Fannie Mae was created in 1938 during the Great Depression by President Franklin Roosevelt, who wanted to help rescue the economy by funneling money into housing. Congress created Freddie Mac in 1970 when interest rates were rising and real estate prices were slumping. The companies say they make homes more affordable for Americans because their government ties lower borrowing costs by an average of a half percentage point.

The companies help homebuyers by purchasing mortgages from banks and other financial institutions, providing money for more loans. Fannie Mae and Freddie Mac profit by taking those mortgages and turning them into bonds that they either hold as investments or sell to investors.
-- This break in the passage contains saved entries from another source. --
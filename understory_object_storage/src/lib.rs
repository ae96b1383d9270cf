// Copyright 2025 the Understory Authors
// SPDX-License-Identifier: Apache-2.0 OR MIT

// After you edit the crate's doc comment, run this command, then check README.md for any missing links
// cargo rdme --workspace-project=understory_object_storage --heading-base-level=0

//! Understory Object Storage: Z-ordered storage for the objects of a 2D drawing.
//!
//! A storage owns the objects of one drawing layer in drawing order (position 0 is drawn
//! first) and answers the two questions a renderer and a hit-tester ask: which objects touch
//! this update region, and which objects lie under this point. Results always come back in
//! drawing order unless the caller opts out.
//!
//! Objects implement [`Storable`]; the storage stamps its [`StorageId`] and each object's
//! position onto it. Clients report bounds and visibility changes back through
//! [`ObjectStorage::object_did_change_bounds`] and
//! [`ObjectStorage::object_did_change_visibility`]. Layers that mirror the drawing order
//! (a layer list, an undo stack) switch on [`ObjectStorage::set_change_tracking`] and drain
//! [`StorageChange`]s with [`ObjectStorage::take_changes`].
//!
//! Three interchangeable backends implement [`ObjectStorage`]:
//!
//! - [`LinearStorage`]: a plain vector; every query scans it. Fine for a few dozen objects.
//! - [`IndexedStorage`]: the vector plus an [`IndexTree`](understory_bsp::IndexTree) of
//!   positions, kept in step by shifting stored positions after each mutation.
//! - [`DirectStorage`]: the vector plus a [`DirectTree`](understory_bsp::DirectTree) of object
//!   references. Reordering is free; results are sorted by Z-index after the query.
//!
//! [`new_storage`] picks one at runtime.
//!
//! # Example
//!
//! ```rust
//! use std::cell::Cell;
//! use std::rc::Rc;
//! use kurbo::{Point, Rect, Size};
//! use understory_object_storage::{
//!     Mark, ObjectStorage, QueryOptions, Storable, StorableState, StorageId, StorageKind,
//!     new_storage, BspConfig,
//! };
//!
//! struct Shape {
//!     bounds: Cell<Rect>,
//!     state: StorableState,
//! }
//!
//! impl Mark for Shape {
//!     fn is_marked(&self) -> bool { self.state.is_marked() }
//!     fn set_marked(&self, marked: bool) { self.state.set_marked(marked) }
//! }
//!
//! impl Storable for Shape {
//!     fn bounds(&self) -> Rect { self.bounds.get() }
//!     fn is_visible(&self) -> bool { true }
//!     fn z_index(&self) -> usize { self.state.z_index() }
//!     fn set_z_index(&self, z: usize) { self.state.set_z_index(z) }
//!     fn storage(&self) -> Option<StorageId> { self.state.storage() }
//!     fn set_storage(&self, s: Option<StorageId>) { self.state.set_storage(s) }
//! }
//!
//! let shape = |r| Rc::new(Shape { bounds: Cell::new(r), state: StorableState::new() });
//!
//! let mut layer = new_storage(StorageKind::IndexedBsp, Size::new(800.0, 600.0), BspConfig::default());
//! let back = shape(Rect::new(0.0, 0.0, 400.0, 300.0));
//! let front = shape(Rect::new(100.0, 100.0, 200.0, 200.0));
//! layer.insert_object(back.clone(), 0);
//! layer.insert_object(front.clone(), 1);
//!
//! // Bottom to top.
//! let hits = layer.objects_containing_point(Point::new(150.0, 150.0));
//! assert!(Rc::ptr_eq(&hits[0], &back) && Rc::ptr_eq(&hits[1], &front));
//!
//! // Moving an object is mirrored in the index.
//! let old = front.bounds.replace(Rect::new(500.0, 400.0, 600.0, 500.0));
//! layer.object_did_change_bounds(&front, old);
//! let region = layer.objects_intersecting_rect(Rect::new(450.0, 350.0, 800.0, 600.0), QueryOptions::empty());
//! assert_eq!(region.len(), 1);
//! assert_eq!(front.z_index(), 1);
//! ```
//!
//! This crate is `no_std` and uses `alloc`.

#![no_std]

extern crate alloc;

mod changes;
mod direct;
mod factory;
mod indexed;
mod linear;
mod protocol;
mod storable;

#[cfg(test)]
mod properties;

pub use changes::StorageChange;
pub use direct::DirectStorage;
pub use factory::{StorageKind, new_storage};
pub use indexed::IndexedStorage;
pub use linear::LinearStorage;
pub use protocol::{IndexSet, ObjectStorage, QueryOptions};
pub use storable::{Storable, StorableState, StorageId};

pub use understory_bsp::{BspConfig, Mark, TreeDepth};
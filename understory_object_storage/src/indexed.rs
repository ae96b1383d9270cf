// Copyright 2025 the Understory Authors
// SPDX-License-Identifier: Apache-2.0 OR MIT

//! BSP storage whose tree indexes positions in the drawing order.

use alloc::rc::Rc;
use alloc::vec::Vec;
use core::fmt::Debug;
use kurbo::{BezPath, Point, Rect, Size};
use understory_bsp::{BspConfig, IndexTree, TreeDepth, rect_contains, rects_intersect};

use crate::changes::StorageChange;
use crate::linear::{LinearStorage, arrange, is_eligible};
use crate::protocol::{IndexSet, ObjectStorage, QueryOptions};
use crate::storable::{Storable, StorageId};

/// Storage pairing the linear drawing order with an [`IndexTree`].
///
/// The vector stays the truth for Z-order; the tree stores the positions of visible objects in
/// every leaf their bounds touch. Every mutation updates the vector first, then patches the
/// tree and shifts the stored positions so that tree position `i` always names vector
/// position `i`.
///
/// Queries that include invisible objects or skip culling fall back to a linear scan, since
/// the tree only knows visible objects.
pub struct IndexedStorage<T: Storable> {
    linear: LinearStorage<T>,
    tree: IndexTree,
    config: BspConfig,
    built_count: usize,
}

impl<T: Storable> IndexedStorage<T> {
    /// Create an empty storage with the default depth policy.
    pub fn new(canvas: Size) -> Self {
        Self::with_config(canvas, BspConfig::default())
    }

    /// Create an empty storage with an explicit depth policy.
    pub fn with_config(canvas: Size, config: BspConfig) -> Self {
        Self {
            linear: LinearStorage::new(canvas),
            tree: IndexTree::new(canvas, config.resolve_depth(0)),
            config,
            built_count: 0,
        }
    }

    /// The spatial index.
    pub fn tree(&self) -> &IndexTree {
        &self.tree
    }

    /// The depth policy in effect.
    pub fn config(&self) -> BspConfig {
        self.config
    }

    /// Change the depth policy and rebuild.
    pub fn set_tree_depth(&mut self, depth: TreeDepth) {
        self.config.depth = depth;
        self.rebuild();
    }

    /// Tear the tree down and re-insert every visible object.
    pub fn rebuild(&mut self) {
        let count = self.linear.count();
        let depth = self.config.resolve_depth(count);
        self.tree = IndexTree::new(self.linear.canvas_size(), depth);
        for (i, object) in self.linear.objects().iter().enumerate() {
            if object.is_visible() {
                self.tree.insert(i, object.bounds());
            }
        }
        self.built_count = count;
        log::debug!(
            "indexed storage: rebuilt depth {depth} ({} leaves) for {count} objects",
            self.tree.leaf_count()
        );
    }

    fn retune(&mut self) {
        if self
            .config
            .wants_rebuild(self.tree.depth(), self.built_count, self.linear.count())
        {
            self.rebuild();
        }
    }

    /// Mirror an insertion at `index` in the tree.
    fn register(&mut self, index: usize) {
        self.tree.shift_indices(index, 1);
        if let Some(object) = self.linear.object_at(index)
            && object.is_visible()
        {
            self.tree.insert(index, object.bounds());
        }
    }

    /// Mirror a removal of `object` from `index` in the tree.
    fn unregister(&mut self, index: usize, object: &T) {
        self.tree.remove(index, object.bounds());
        self.tree.shift_indices(index + 1, -1);
    }
}

impl<T: Storable> ObjectStorage<T> for IndexedStorage<T> {
    fn id(&self) -> StorageId {
        self.linear.id()
    }

    fn objects_intersecting_rects(&self, rects: &[Rect], options: QueryOptions) -> Vec<Rc<T>> {
        if options.intersects(QueryOptions::INCLUDE_INVISIBLE | QueryOptions::IGNORE_UPDATE_RECT) {
            return self.linear.scan(rects, options);
        }
        let objects = self.linear.objects();
        let mut out: Vec<Rc<T>> = self
            .tree
            .query_rects(rects)
            .into_iter()
            .filter_map(|i| objects.get(i))
            .filter(|o| {
                let bounds = o.bounds().abs();
                is_eligible(o.as_ref(), options)
                    && rects.iter().any(|r| rects_intersect(&bounds, &r.abs()))
            })
            .cloned()
            .collect();
        arrange(&mut out, options, true);
        out
    }

    fn objects_containing_point(&self, point: Point) -> Vec<Rc<T>> {
        let objects = self.linear.objects();
        self.tree
            .query_point(point)
            .into_iter()
            .filter_map(|i| objects.get(i))
            .filter(|o| o.is_visible() && rect_contains(&o.bounds().abs(), point))
            .cloned()
            .collect()
    }

    fn objects(&self) -> &[Rc<T>] {
        self.linear.objects()
    }

    fn set_objects(&mut self, objects: Vec<Rc<T>>) {
        self.linear.replace_all(objects);
        self.linear.record(StorageChange::Reset);
        self.rebuild();
    }

    fn insert_object(&mut self, object: Rc<T>, index: usize) {
        let index = self.linear.splice_in(object, index);
        self.register(index);
        self.linear
            .record(StorageChange::Inserted(IndexSet::from([index])));
        self.retune();
    }

    fn remove_object(&mut self, index: usize) -> Option<Rc<T>> {
        let object = self.linear.splice_out(index)?;
        self.unregister(index, &object);
        self.linear
            .record(StorageChange::Removed(IndexSet::from([index])));
        self.retune();
        Some(object)
    }

    fn replace_object(&mut self, index: usize, object: Rc<T>) -> Option<Rc<T>> {
        let old = self.linear.splice_replace(index, object)?;
        self.tree.remove(index, old.bounds());
        if let Some(new) = self.linear.object_at(index)
            && new.is_visible()
        {
            self.tree.insert(index, new.bounds());
        }
        self.linear.record(StorageChange::Replaced(index));
        Some(old)
    }

    fn insert_objects(&mut self, objects: Vec<Rc<T>>, indices: &IndexSet) {
        debug_assert_eq!(objects.len(), indices.len(), "one index per object");
        let mut placed = IndexSet::new();
        for (object, &index) in objects.into_iter().zip(indices) {
            let index = self.linear.splice_in(object, index);
            self.register(index);
            placed.insert(index);
        }
        self.linear.record(StorageChange::Inserted(placed));
        self.retune();
    }

    fn remove_objects(&mut self, indices: &IndexSet) -> Vec<Rc<T>> {
        let mut removed = Vec::with_capacity(indices.len());
        let mut positions = IndexSet::new();
        for &index in indices.iter().rev() {
            if let Some(object) = self.linear.splice_out(index) {
                self.unregister(index, &object);
                removed.push(object);
                positions.insert(index);
            }
        }
        removed.reverse();
        self.linear.record(StorageChange::Removed(positions));
        self.retune();
        removed
    }

    fn index_of_object(&self, object: &Rc<T>) -> Option<usize> {
        self.linear.index_of_object(object)
    }

    fn move_object(&mut self, object: &Rc<T>, index: usize) {
        let Some(from) = self.linear.index_of_object(object) else {
            log::warn!("move_object: object is not owned by this storage");
            return;
        };
        let to = self.linear.reposition(from, index);
        if from == to {
            return;
        }
        self.unregister(from, object);
        self.register(to);
        self.linear.record(StorageChange::Moved { from, to });
    }

    fn object_did_change_bounds(&mut self, object: &Rc<T>, old_bounds: Rect) {
        let Some(index) = self.linear.index_of_object(object) else {
            log::warn!("object_did_change_bounds: object is not owned by this storage");
            return;
        };
        self.tree.remove(index, old_bounds);
        if object.is_visible() {
            self.tree.insert(index, object.bounds());
        }
    }

    fn object_did_change_visibility(&mut self, object: &Rc<T>) {
        let Some(index) = self.linear.index_of_object(object) else {
            log::warn!("object_did_change_visibility: object is not owned by this storage");
            return;
        };
        let bounds = object.bounds();
        self.tree.remove(index, bounds);
        if object.is_visible() {
            self.tree.insert(index, bounds);
        }
    }

    fn canvas_size(&self) -> Size {
        self.linear.canvas_size()
    }

    fn set_canvas_size(&mut self, size: Size) {
        if self.linear.set_canvas(size) {
            self.rebuild();
        }
    }

    fn set_change_tracking(&mut self, enabled: bool) {
        self.linear.set_change_tracking(enabled);
    }

    fn is_tracking_changes(&self) -> bool {
        self.linear.is_tracking_changes()
    }

    fn take_changes(&mut self) -> Vec<StorageChange> {
        self.linear.take_changes()
    }

    fn debug_storage_divisions(&self) -> Option<BezPath> {
        Some(self.tree.debug_divisions())
    }
}

impl<T: Storable> Debug for IndexedStorage<T> {
    fn fmt(&self, f: &mut core::fmt::Formatter<'_>) -> core::fmt::Result {
        f.debug_struct("IndexedStorage")
            .field("linear", &self.linear)
            .field("tree", &self.tree)
            .field("config", &self.config)
            .finish_non_exhaustive()
    }
}
// Copyright 2025 the Understory Authors
// SPDX-License-Identifier: Apache-2.0 OR MIT

//! Object storage basics.
//!
//! Fill a layer, hit-test, drag and restack a shape, and drain the change log.
//!
//! Run:
//! - `cargo run -p understory_examples --example storage_basics`

use std::cell::Cell;
use std::rc::Rc;

use kurbo::{Point, Rect, Size};
use understory_object_storage::{
    IndexedStorage, Mark, ObjectStorage, QueryOptions, Storable, StorableState, StorageId,
};

#[derive(Debug)]
struct Shape {
    name: &'static str,
    bounds: Cell<Rect>,
    visible: Cell<bool>,
    state: StorableState,
}

impl Shape {
    fn new(name: &'static str, bounds: Rect) -> Rc<Self> {
        Rc::new(Self {
            name,
            bounds: Cell::new(bounds),
            visible: Cell::new(true),
            state: StorableState::new(),
        })
    }
}

impl Mark for Shape {
    fn is_marked(&self) -> bool {
        self.state.is_marked()
    }
    fn set_marked(&self, marked: bool) {
        self.state.set_marked(marked);
    }
}

impl Storable for Shape {
    fn bounds(&self) -> Rect {
        self.bounds.get()
    }
    fn is_visible(&self) -> bool {
        self.visible.get()
    }
    fn z_index(&self) -> usize {
        self.state.z_index()
    }
    fn set_z_index(&self, z_index: usize) {
        self.state.set_z_index(z_index);
    }
    fn storage(&self) -> Option<StorageId> {
        self.state.storage()
    }
    fn set_storage(&self, storage: Option<StorageId>) {
        self.state.set_storage(storage);
    }
}

fn names(shapes: &[Rc<Shape>]) -> Vec<&'static str> {
    shapes.iter().map(|s| s.name).collect()
}

fn main() {
    let mut layer = IndexedStorage::new(Size::new(800.0, 600.0));
    let background = Shape::new("background", Rect::new(0.0, 0.0, 800.0, 600.0));
    let card = Shape::new("card", Rect::new(100.0, 100.0, 300.0, 250.0));
    let badge = Shape::new("badge", Rect::new(280.0, 90.0, 320.0, 130.0));
    layer.set_objects(vec![background.clone(), card.clone(), badge.clone()]);
    println!("tree depth {} with {} leaves", layer.tree().depth(), layer.tree().leaf_count());
    // A layer list would watch the drawing order.
    layer.set_change_tracking(true);

    // Hit-testing returns bottom to top; the last hit is the one on top.
    let hits = layer.objects_containing_point(Point::new(290.0, 110.0));
    println!("under the cursor: {:?}", names(&hits));
    assert_eq!(names(&hits), ["background", "card", "badge"]);

    // Drag the card and tell the layer.
    let old = card.bounds.replace(Rect::new(500.0, 350.0, 700.0, 500.0));
    layer.object_did_change_bounds(&card, old);
    let damage = Rect::new(450.0, 300.0, 800.0, 600.0);
    let repaint = layer.objects_intersecting_rect(damage, QueryOptions::empty());
    println!("repaint after drag: {:?}", names(&repaint));

    // Send the badge to the back, then hide it.
    layer.move_object(&badge, 0);
    badge.visible.set(false);
    layer.object_did_change_visibility(&badge);
    println!("drawing order: {:?}", names(layer.objects()));
    let visible = layer.objects_intersecting_rect(damage, QueryOptions::IGNORE_UPDATE_RECT);
    println!("visible: {:?}", names(&visible));

    for change in layer.take_changes() {
        println!("change: {change:?}");
    }
}
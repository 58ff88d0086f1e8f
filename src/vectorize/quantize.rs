//! Median-cut color quantization
//!
//! Produces a bounded palette and one label per pixel. Pixels that are
//! mostly transparent share a single fully transparent palette entry so
//! they never leak into the opaque colors.

use crate::types::{Color, RasterImage};
use std::collections::{BTreeMap, HashMap};

/// Pixels with alpha below this are treated as transparent
pub const TRANSPARENT_ALPHA_THRESHOLD: u8 = 128;

/// Palette bound used when the caller does not choose one
pub const DEFAULT_MAX_COLORS: usize = 32;

const TRANSPARENT: Color = [0, 0, 0, 0];

/// Per-pixel cluster labels plus the palette they index into
#[derive(Debug, Clone, PartialEq, Eq)]
pub struct ColorLabelMap {
    width: u32,
    height: u32,
    labels: Vec<u16>,
    palette: Vec<Color>,
}

impl ColorLabelMap {
    pub fn width(&self) -> u32 {
        self.width
    }

    pub fn height(&self) -> u32 {
        self.height
    }

    /// Row-major labels, one per pixel
    pub fn labels(&self) -> &[u16] {
        &self.labels
    }

    pub fn palette(&self) -> &[Color] {
        &self.palette
    }

    pub fn label(&self, x: u32, y: u32) -> u16 {
        self.labels[y as usize * self.width as usize + x as usize]
    }
}

/// A set of distinct colors with their pixel counts
struct ColorBox {
    colors: Vec<(Color, u32)>,
}

impl ColorBox {
    fn channel_range(&self, channel: usize) -> u8 {
        let (min, max) = self
            .colors
            .iter()
            .fold((u8::MAX, u8::MIN), |(min, max), (c, _)| {
                (min.min(c[channel]), max.max(c[channel]))
            });
        max.saturating_sub(min)
    }

    /// Widest RGB channel, ties resolved R, G, B
    fn widest_channel(&self) -> (usize, u8) {
        let mut best = (0, self.channel_range(0));
        for channel in 1..3 {
            let range = self.channel_range(channel);
            if range > best.1 {
                best = (channel, range);
            }
        }
        best
    }

    fn can_split(&self) -> bool {
        self.colors.len() > 1
    }

    /// Split at the count-weighted median of the widest channel
    fn split(mut self) -> (ColorBox, ColorBox) {
        let (channel, _) = self.widest_channel();
        self.colors.sort_by_key(|(c, _)| (c[channel], *c));

        let total: u64 = self.colors.iter().map(|(_, n)| *n as u64).sum();
        let mut acc = 0u64;
        let mut split_at = self.colors.len() - 1;
        for (i, (_, n)) in self.colors.iter().enumerate() {
            acc += *n as u64;
            if acc * 2 >= total {
                split_at = i + 1;
                break;
            }
        }
        let split_at = split_at.clamp(1, self.colors.len() - 1);

        let upper = self.colors.split_off(split_at);
        (self, ColorBox { colors: upper })
    }

    /// Count-weighted mean color, alpha included
    fn mean(&self) -> Color {
        let mut sums = [0u64; 4];
        let mut total = 0u64;
        for (c, n) in &self.colors {
            let n = *n as u64;
            for (sum, v) in sums.iter_mut().zip(c) {
                *sum += *v as u64 * n;
            }
            total += n;
        }
        let total = total.max(1);
        sums.map(|s| ((s + total / 2) / total) as u8)
    }
}

fn rgb_distance(a: &Color, b: &Color) -> u32 {
    let dr = a[0] as i32 - b[0] as i32;
    let dg = a[1] as i32 - b[1] as i32;
    let db = a[2] as i32 - b[2] as i32;
    (dr * dr + dg * dg + db * db) as u32
}

/// Index of the nearest candidate; ties go to the lowest index
fn nearest(color: &Color, palette: &[Color]) -> usize {
    let mut best = 0;
    let mut best_dist = u32::MAX;
    for (idx, candidate) in palette.iter().enumerate() {
        let dist = rgb_distance(color, candidate);
        if dist < best_dist {
            best = idx;
            best_dist = dist;
        }
    }
    best
}

fn is_transparent(color: &Color) -> bool {
    color[3] < TRANSPARENT_ALPHA_THRESHOLD
}

fn median_cut(histogram: BTreeMap<Color, u32>, budget: usize) -> Vec<Color> {
    if histogram.is_empty() {
        return Vec::new();
    }

    let mut boxes = vec![ColorBox {
        colors: histogram.into_iter().collect(),
    }];

    while boxes.len() < budget {
        // Largest range first; on ties the earliest box wins
        let candidate = boxes
            .iter()
            .enumerate()
            .filter(|(_, b)| b.can_split())
            .max_by(|(ia, a), (ib, b)| {
                a.widest_channel()
                    .1
                    .cmp(&b.widest_channel().1)
                    .then(ib.cmp(ia))
            })
            .map(|(i, _)| i);

        let Some(idx) = candidate else {
            break;
        };

        let (lower, upper) = boxes.remove(idx).split();
        boxes.insert(idx, upper);
        boxes.insert(idx, lower);
    }

    boxes.iter().map(ColorBox::mean).collect()
}

/// Reduce `image` to at most `max_colors` palette entries.
///
/// `max_colors` is clamped to 2..=256. Palette entries are ordered by
/// descending pixel count (ties by color), so label 0 is always the
/// dominant color.
pub fn quantize(image: &RasterImage, max_colors: usize) -> ColorLabelMap {
    let max_colors = max_colors.clamp(2, 256);

    let mut histogram: BTreeMap<Color, u32> = BTreeMap::new();
    let mut has_transparent = false;
    for color in image.colors() {
        if is_transparent(&color) {
            has_transparent = true;
        } else {
            *histogram.entry(color).or_insert(0) += 1;
        }
    }

    let budget = max_colors - usize::from(has_transparent);
    let distinct = histogram.len();
    let opaque = median_cut(histogram, budget);

    // Assign every pixel, caching per distinct color
    let transparent_idx = opaque.len();
    let mut cache: HashMap<Color, usize> = HashMap::new();
    let raw_labels: Vec<usize> = image
        .colors()
        .map(|color| {
            if is_transparent(&color) {
                transparent_idx
            } else {
                *cache
                    .entry(color)
                    .or_insert_with(|| nearest(&color, &opaque))
            }
        })
        .collect();

    let mut candidates = opaque;
    candidates.push(TRANSPARENT);

    let mut counts = vec![0u32; candidates.len()];
    for &label in &raw_labels {
        counts[label] += 1;
    }

    let mut order: Vec<usize> = (0..candidates.len()).filter(|&i| counts[i] > 0).collect();
    order.sort_by(|&a, &b| {
        counts[b]
            .cmp(&counts[a])
            .then(candidates[a].cmp(&candidates[b]))
    });

    let mut remap = vec![0u16; candidates.len()];
    for (new, &old) in order.iter().enumerate() {
        remap[old] = new as u16;
    }

    let palette: Vec<Color> = order.iter().map(|&i| candidates[i]).collect();
    let labels = raw_labels.into_iter().map(|l| remap[l]).collect();

    log::debug!(
        "quantized {} distinct colors into {} palette entries",
        distinct,
        palette.len()
    );

    ColorLabelMap {
        width: image.width(),
        height: image.height(),
        labels,
        palette,
    }
}
use thiserror::Error;

/// Errors returned by the conversion entry points.
///
/// `Decode` means the input bytes were unusable; `SizeRange` and
/// `InvalidSize` mean the caller asked for something the formats cannot
/// hold. `Encoding` is an internal invariant violation and indicates a bug.
#[derive(Debug, Error, Clone, PartialEq, Eq)]
pub enum Error {
    /// Input bytes are empty, unrecognized, truncated or inconsistent
    #[error("failed to decode image: {0}")]
    Decode(String),

    /// Icon size set is empty (`size == None`) or holds a value outside 1..=256
    #[error("{}", size_range_message(.size))]
    SizeRange { size: Option<u32> },

    /// A single target dimension is outside 1..=256
    #[error("invalid target dimensions: {width}x{height} (each must be between 1 and 256)")]
    InvalidSize { width: u32, height: u32 },

    /// Container or markup assembly broke an internal invariant
    #[error("encoding failed: {0}")]
    Encoding(String),
}

fn size_range_message(size: &Option<u32>) -> String {
    match size {
        Some(size) => format!("invalid icon size: {size}. Size must be between 1 and 256."),
        None => "icon size list is empty".to_string(),
    }
}

impl Error {
    /// True when the input data itself was bad and resubmitting it with
    /// different arguments will not help.
    pub fn is_input_error(&self) -> bool {
        matches!(self, Error::Decode(_))
    }

    /// True when the arguments were bad and the call can be retried with
    /// corrected sizes.
    pub fn is_parameter_error(&self) -> bool {
        matches!(self, Error::SizeRange { .. } | Error::InvalidSize { .. })
    }
}

impl From<image::ImageError> for Error {
    fn from(err: image::ImageError) -> Self {
        match err {
            image::ImageError::Decoding(_)
            | image::ImageError::Unsupported(_)
            | image::ImageError::Limits(_)
            | image::ImageError::IoError(_) => Error::Decode(err.to_string()),
            image::ImageError::Encoding(_) | image::ImageError::Parameter(_) => {
                Error::Encoding(err.to_string())
            }
        }
    }
}

/// Result type for conversion operations.
pub type Result<T> = core::result::Result<T, Error>;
Fannie Mae and Freddie Mac have enjoyed an advantage over other financial institutions because of their government ties. Their charters give the Treasury the authority to buy as much as $2.25 billion of their securities in times of distress.

This “implied federal guarantee” meant Fannie Mae and Freddie Mac borrowed money at rates 40 basis points, or 0.40 percentage point, less than firms that lacked federal sponsorship from 1999 until the first half of 2003, a Fed study concluded.

That edge helped fuel an expansion that pushed Fannie Mae’s holdings of mortgages and mortgage assets to $901 billion in 2003 from $286.5 billion in 1996. Freddie Mac’s rose to $660.5 billion from $137.8 billion.Fannie Mae and Freddie Mac “were on pace to basically absorb the entire mortgage market,” said Scott Simon, a managing director at Newport Beach, California-based Pacific Investment Management Co., which oversees the world’s biggest bond fund.

Pimco’s Total Return Fund, which invests $93 billion, has 55% of its assets in mortgage securities.

Competitors complained about the preferential treatment. Fannie Mae and Freddie Mac fought back, hiring 46 lobbying firms in 2003 and spending $24.6 million to influence Congress, more than any other company or group, according to PoliticalMoneyLine, a nonpartisan group that tracks spending.

The money helped stall legislation in 2003, 2004 and 2005 that would have created a tougher regulator.

The Bush administration has asked lawmakers to create a tougher regulator with the power to shrink the companies because of concern Fannie Mae and Freddie Mac could trigger financial market turmoil. They are the largest borrowers in America after the federal government, with a total of about $1.61 trillion of debt.